4. De betrokkene dient bij melding aan een externe derde een gepaste vorm van zorgvuldigheid en vertrouwelijkheid in acht te nemen.
5. Naarmate de mogelijkheid van schade voor het bevoegd gezag als gevolg van de melding bij een externe derde groter wordt, dan dient het vermoeden van een misstand bij de betrokkene die bij een externe derde meldt sterker te zijn.
Artikel 10: Raadsman
1. Betrokkene kan een vermoeden van een misstand melden bij een raadsman om hem in vertrouwen om raad te vragen. Het bevoegd gezag kan een bijdrage in de kosten van de rechtsbijstand verlenen. **
2. Als raadsman kan fungeren iedere persoon die het vertrouwen van betrokkene geniet en op wie een geheimhoudingsplicht rust.
Artikel 11: Openbaarheid van de regeling
1. Het bevoegd gezag zorgt ervoor dat de regeling op een vertrouwelijke manier kan worden geraadpleegd.
2. Het bevoegd gezag stelt alle belanghebbenden op de hoogte van de wijze waarop invulling is gegeven aan het bepaald in lid 1.
**In het Reglement Huis voor Klokkenluiders is bepaald dat kosten rechtsbijstand voor rekening van klager komen.

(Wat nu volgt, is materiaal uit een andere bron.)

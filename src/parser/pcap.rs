//! Classic libpcap capture reader.
//!
//! Extracts per-packet signals from a `.pcap` file:
//! - group identifiers from the radiotap A-MPDU status field (link type 127)
//! - arrival timestamps from the record headers, relative to the first packet
//!
//! PCAPNG files are recognised and rejected.

use super::signal::{GroupedSignal, SignalKind, SignalSequence, TimedSignal};
use crate::utils::error::ParseError;
use log::{debug, warn};

const PCAP_MAGIC_MICROS: u32 = 0xa1b2_c3d4;
const PCAP_MAGIC_NANOS: u32 = 0xa1b2_3c4d;
const PCAPNG_MAGIC: u32 = 0x0a0d_0d0a;

const GLOBAL_HEADER_LEN: usize = 24;
const RECORD_HEADER_LEN: usize = 16;

pub const LINKTYPE_IEEE802_11_RADIOTAP: u32 = 127;

const RADIOTAP_AMPDU_STATUS_BIT: usize = 20;
const RADIOTAP_EXT_BIT: u32 = 1 << 31;

// (alignment, size) of the radiotap fields preceding the A-MPDU status field
const RADIOTAP_FIELDS: [(usize, usize); RADIOTAP_AMPDU_STATUS_BIT] = [
    (8, 8), // TSFT
    (1, 1), // flags
    (1, 1), // rate
    (2, 4), // channel
    (2, 2), // FHSS
    (1, 1), // antenna signal (dBm)
    (1, 1), // antenna noise (dBm)
    (2, 2), // lock quality
    (2, 2), // TX attenuation
    (2, 2), // TX attenuation (dB)
    (1, 1), // TX power (dBm)
    (1, 1), // antenna
    (1, 1), // antenna signal (dB)
    (1, 1), // antenna noise (dB)
    (2, 2), // RX flags
    (2, 2), // TX flags
    (1, 1), // RTS retries
    (1, 1), // data retries
    (4, 8), // XChannel
    (1, 3), // MCS
];
const AMPDU_STATUS_ALIGN: usize = 4;

/// Global header of a pcap file
#[derive(Debug, Clone, Copy, PartialEq, Eq)]
pub struct PcapHeader {
    pub little_endian: bool,
    pub nanosecond_timestamps: bool,
    pub link_type: u32,
}

/// One captured packet
#[derive(Debug, Clone, Copy)]
pub struct PcapRecord<'a> {
    pub ts_sec: u32,
    /// Microseconds or nanoseconds, depending on the file magic
    pub ts_frac: u32,
    pub data: &'a [u8],
}

/// Parse a pcap capture into signals of the requested kind
///
/// **Public** - entry point for `.pcap` inputs
///
/// # Errors
/// * `ParseError::UnsupportedFormat` - PCAPNG file, or group ids requested from a non-radiotap capture
/// * `ParseError::InvalidFormat` - truncated or corrupt file
pub fn parse_pcap(bytes: &[u8], kind: SignalKind) -> Result<SignalSequence, ParseError> {
    let header = read_header(bytes)?;
    let records = read_records(bytes, &header)?;

    debug!(
        "pcap: link type {}, {} records, {} timestamps",
        header.link_type,
        records.len(),
        if header.nanosecond_timestamps { "ns" } else { "us" }
    );

    match kind {
        SignalKind::Timed => Ok(SignalSequence::Timed(arrival_times(&records, &header)?)),
        SignalKind::Grouped => {
            if header.link_type != LINKTYPE_IEEE802_11_RADIOTAP {
                return Err(ParseError::UnsupportedFormat(format!(
                    "link type {} carries no A-MPDU information (radiotap is {}); use timestamps instead",
                    header.link_type, LINKTYPE_IEEE802_11_RADIOTAP
                )));
            }

            let signals = records
                .iter()
                .enumerate()
                .map(|(index, record)| {
                    ampdu_reference(record.data)
                        .map(|reference| GroupedSignal::new(reference.map(i64::from)))
                        .map_err(|e| {
                            ParseError::InvalidFormat(format!("packet {}: {}", index, e))
                        })
                })
                .collect::<Result<Vec<_>, _>>()?;

            let ungrouped = signals.iter().filter(|s| s.group_id.is_none()).count();
            if ungrouped == signals.len() && !signals.is_empty() {
                warn!("No packet carries an A-MPDU status field; every packet is ungrouped");
            }

            Ok(SignalSequence::Grouped(signals))
        }
    }
}

/// Read and validate the 24-byte global header
pub fn read_header(bytes: &[u8]) -> Result<PcapHeader, ParseError> {
    if bytes.len() < 4 {
        return Err(ParseError::InvalidFormat("File too short for a pcap header".to_string()));
    }

    let magic = u32::from_le_bytes([bytes[0], bytes[1], bytes[2], bytes[3]]);
    let (little_endian, nanosecond_timestamps) = match magic {
        PCAP_MAGIC_MICROS => (true, false),
        PCAP_MAGIC_NANOS => (true, true),
        m if m == PCAP_MAGIC_MICROS.swap_bytes() => (false, false),
        m if m == PCAP_MAGIC_NANOS.swap_bytes() => (false, true),
        PCAPNG_MAGIC => {
            return Err(ParseError::UnsupportedFormat(
                "PCAPNG captures are not supported; convert to classic pcap".to_string(),
            ))
        }
        other => {
            return Err(ParseError::InvalidFormat(format!(
                "Unknown pcap magic number 0x{:08x}",
                other
            )))
        }
    };

    if bytes.len() < GLOBAL_HEADER_LEN {
        return Err(ParseError::InvalidFormat("Truncated pcap global header".to_string()));
    }

    let link_type = read_u32(&bytes[20..24], little_endian);

    Ok(PcapHeader {
        little_endian,
        nanosecond_timestamps,
        link_type,
    })
}

/// Split the packet records following the global header
pub fn read_records<'a>(
    bytes: &'a [u8],
    header: &PcapHeader,
) -> Result<Vec<PcapRecord<'a>>, ParseError> {
    let mut records = Vec::new();
    let mut offset = GLOBAL_HEADER_LEN;

    while offset < bytes.len() {
        let record_header = bytes
            .get(offset..offset + RECORD_HEADER_LEN)
            .ok_or_else(|| {
                ParseError::InvalidFormat(format!(
                    "Truncated record header at byte {}",
                    offset
                ))
            })?;

        let ts_sec = read_u32(&record_header[0..4], header.little_endian);
        let ts_frac = read_u32(&record_header[4..8], header.little_endian);
        let captured_len = read_u32(&record_header[8..12], header.little_endian) as usize;

        let data_start = offset + RECORD_HEADER_LEN;
        let data = bytes
            .get(data_start..data_start + captured_len)
            .ok_or_else(|| {
                ParseError::InvalidFormat(format!(
                    "Record {} claims {} bytes past end of file",
                    records.len(),
                    captured_len
                ))
            })?;

        records.push(PcapRecord {
            ts_sec,
            ts_frac,
            data,
        });
        offset = data_start + captured_len;
    }

    Ok(records)
}

/// Arrival time of every record in microseconds, relative to the first record
fn arrival_times(records: &[PcapRecord<'_>], header: &PcapHeader) -> Result<Vec<TimedSignal>, ParseError> {
    let frac_per_micro = if header.nanosecond_timestamps { 1_000.0 } else { 1.0 };
    let absolute_us =
        |r: &PcapRecord<'_>| r.ts_sec as f64 * 1_000_000.0 + r.ts_frac as f64 / frac_per_micro;

    let Some(origin) = records.first().map(absolute_us) else {
        return Ok(Vec::new());
    };

    records
        .iter()
        .map(|record| {
            TimedSignal::from_micros(absolute_us(record) - origin).map_err(ParseError::from)
        })
        .collect()
}

/// Extract the A-MPDU reference number from a radiotap header
///
/// Returns `Ok(None)` when the packet carries no A-MPDU status field.
///
/// # Errors
/// * `ParseError::InvalidFormat` - bad radiotap version or a field running past the header
pub fn ampdu_reference(packet: &[u8]) -> Result<Option<u32>, ParseError> {
    if packet.len() < 8 {
        return Err(ParseError::InvalidFormat("Radiotap header too short".to_string()));
    }
    if packet[0] != 0 {
        return Err(ParseError::InvalidFormat(format!(
            "Unsupported radiotap version {}",
            packet[0]
        )));
    }

    let header_len = u16::from_le_bytes([packet[2], packet[3]]) as usize;
    let header = packet.get(..header_len).ok_or_else(|| {
        ParseError::InvalidFormat(format!(
            "Radiotap length {} exceeds packet length {}",
            header_len,
            packet.len()
        ))
    })?;

    // Presence bitmaps chain while bit 31 is set
    let mut offset = 4;
    let first_present = read_present_word(header, offset)?;
    let mut present = first_present;
    while present & RADIOTAP_EXT_BIT != 0 {
        offset += 4;
        present = read_present_word(header, offset)?;
    }
    offset += 4;

    if first_present & (1 << RADIOTAP_AMPDU_STATUS_BIT) == 0 {
        return Ok(None);
    }

    for (bit, &(align, size)) in RADIOTAP_FIELDS.iter().enumerate() {
        if first_present & (1 << bit) != 0 {
            offset = align_to(offset, align) + size;
        }
    }
    offset = align_to(offset, AMPDU_STATUS_ALIGN);

    let reference = header.get(offset..offset + 4).ok_or_else(|| {
        ParseError::InvalidFormat("A-MPDU status field runs past radiotap header".to_string())
    })?;

    Ok(Some(read_u32(reference, true)))
}

fn read_present_word(header: &[u8], offset: usize) -> Result<u32, ParseError> {
    header
        .get(offset..offset + 4)
        .map(|word| read_u32(word, true))
        .ok_or_else(|| {
            ParseError::InvalidFormat("Radiotap presence bitmap runs past header".to_string())
        })
}

fn align_to(offset: usize, align: usize) -> usize {
    (offset + align - 1) / align * align
}

fn read_u32(bytes: &[u8], little_endian: bool) -> u32 {
    let word = [bytes[0], bytes[1], bytes[2], bytes[3]];
    if little_endian {
        u32::from_le_bytes(word)
    } else {
        u32::from_be_bytes(word)
    }
}

#[cfg(test)]
mod tests {
    use super::*;

    /// Radiotap header with flags (bit 1) and A-MPDU status (bit 20)
    fn radiotap_with_ampdu(reference: u32) -> Vec<u8> {
        let present: u32 = (1 << 1) | (1 << RADIOTAP_AMPDU_STATUS_BIT);
        let mut header = vec![0u8, 0, 0, 0];
        header.extend_from_slice(&present.to_le_bytes());
        header.push(0x10); // flags at offset 8
        header.extend_from_slice(&[0, 0, 0]); // pad to 12
        header.extend_from_slice(&reference.to_le_bytes());
        header.extend_from_slice(&[0, 0, 0, 0]); // A-MPDU flags, delimiter CRC, reserved
        let len = header.len() as u16;
        header[2..4].copy_from_slice(&len.to_le_bytes());
        header
    }

    fn radiotap_without_ampdu() -> Vec<u8> {
        let present: u32 = 1 << 1;
        let mut header = vec![0u8, 0, 9, 0];
        header.extend_from_slice(&present.to_le_bytes());
        header.push(0);
        header
    }

    #[test]
    fn test_ampdu_reference_present() {
        let packet = radiotap_with_ampdu(0xdead_beef);
        assert_eq!(ampdu_reference(&packet).unwrap(), Some(0xdead_beef));
    }

    #[test]
    fn test_ampdu_reference_absent() {
        assert_eq!(ampdu_reference(&radiotap_without_ampdu()).unwrap(), None);
    }

    #[test]
    fn test_ampdu_reference_after_extended_bitmap() {
        // TSFT + A-MPDU in the first word, one extra presence word
        let present: u32 = 1 | (1 << RADIOTAP_AMPDU_STATUS_BIT) | RADIOTAP_EXT_BIT;
        let mut packet = vec![0u8, 0, 0, 0];
        packet.extend_from_slice(&present.to_le_bytes());
        packet.extend_from_slice(&0u32.to_le_bytes()); // second presence word, ends at 12
        packet.extend_from_slice(&[0; 4]); // pad TSFT to 16
        packet.extend_from_slice(&[0; 8]); // TSFT
        packet.extend_from_slice(&42u32.to_le_bytes());
        packet.extend_from_slice(&[0; 4]);
        let len = packet.len() as u16;
        packet[2..4].copy_from_slice(&len.to_le_bytes());

        assert_eq!(ampdu_reference(&packet).unwrap(), Some(42));
    }

    #[test]
    fn test_ampdu_reference_after_fhss() {
        // flags (8), pad, FHSS (10..12), antenna signal (12), pad to 16
        let present: u32 =
            (1 << 1) | (1 << 4) | (1 << 5) | (1 << RADIOTAP_AMPDU_STATUS_BIT);
        let mut packet = vec![0u8, 0, 0, 0];
        packet.extend_from_slice(&present.to_le_bytes());
        packet.extend_from_slice(&[0x10, 0]);
        packet.extend_from_slice(&[0x05, 0x01]);
        packet.extend_from_slice(&[0xc4, 0, 0, 0]);
        packet.extend_from_slice(&77u32.to_le_bytes());
        packet.extend_from_slice(&[0; 4]);
        let len = packet.len() as u16;
        packet[2..4].copy_from_slice(&len.to_le_bytes());

        assert_eq!(ampdu_reference(&packet).unwrap(), Some(77));
    }

    #[test]
    fn test_ampdu_reference_truncated() {
        let mut packet = radiotap_with_ampdu(7);
        packet.truncate(14);
        packet[2..4].copy_from_slice(&14u16.to_le_bytes());
        assert!(ampdu_reference(&packet).is_err());
    }

    #[test]
    fn test_align_to() {
        assert_eq!(align_to(9, 4), 12);
        assert_eq!(align_to(8, 8), 8);
        assert_eq!(align_to(5, 1), 5);
    }

    #[test]
    fn test_pcapng_rejected() {
        let bytes = [0x0a, 0x0d, 0x0d, 0x0a, 0, 0, 0, 0];
        assert!(matches!(
            read_header(&bytes),
            Err(ParseError::UnsupportedFormat(_))
        ));
    }

    #[test]
    fn test_big_endian_header() {
        let mut bytes = PCAP_MAGIC_MICROS.to_be_bytes().to_vec();
        bytes.extend_from_slice(&[0; 16]);
        bytes.extend_from_slice(&LINKTYPE_IEEE802_11_RADIOTAP.to_be_bytes());

        let header = read_header(&bytes).unwrap();
        assert!(!header.little_endian);
        assert!(!header.nanosecond_timestamps);
        assert_eq!(header.link_type, LINKTYPE_IEEE802_11_RADIOTAP);
    }
}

Uit de Evaluatie van juni 2020 wordt de financiele en juridische ondersteuning een belangrijk aandachtspunt genoemd.
Artikel 12: Overige bepalingen
1. Behoudens in het geval de melder een wettelijke plicht tot informatieverschaffing heeft, zal hij elke vorm van externe of interne publiciteit vermijden ten aanzien van de vermoede misstand, tenzij de vertrouwenspersoon integriteit formeel heeft aangegeven geen reden te zien de melding te onderzoeken.
2. Deze regeling treedt in werking op 1 juli 2021.
3. In gevallen waarin de regeling niet voorziet, beslist het bevoegd gezag.
4. Deze regeling kan worden aangehaald als ‘Klokkenluidersregeling De Tjongerwerven’. Aldus vastgesteld in de vergadering d.d. 27 mei 2021 van de directeur-bestuurder na verkregen instemming van de GMR op 7 juni 2021.
De directeur-bestuurder van Stichting De Tjongerwerven,
Toelichting bij de klokkenluidersregeling
Algemeen De directeur-bestuurder van Stichting De Tjongerwerven CPO draagt zorg voor een goede communicatie over de regeling. Daartoe dient de regeling op zowel de website (openbaar) als in de (bovenschoolse) schoolgids geplaatst te worden. Bij deze regeling dient duidelijk aangegeven te worden wie de vertrouwenspersoon integriteit is en wat zijn/haar contactgegevens zijn. Tevens moet er een uitleg op de website geplaatst worden over het verschil tussen de klachtenregeling en de klokkenluidersregeling (wanneer geldt welke regeling).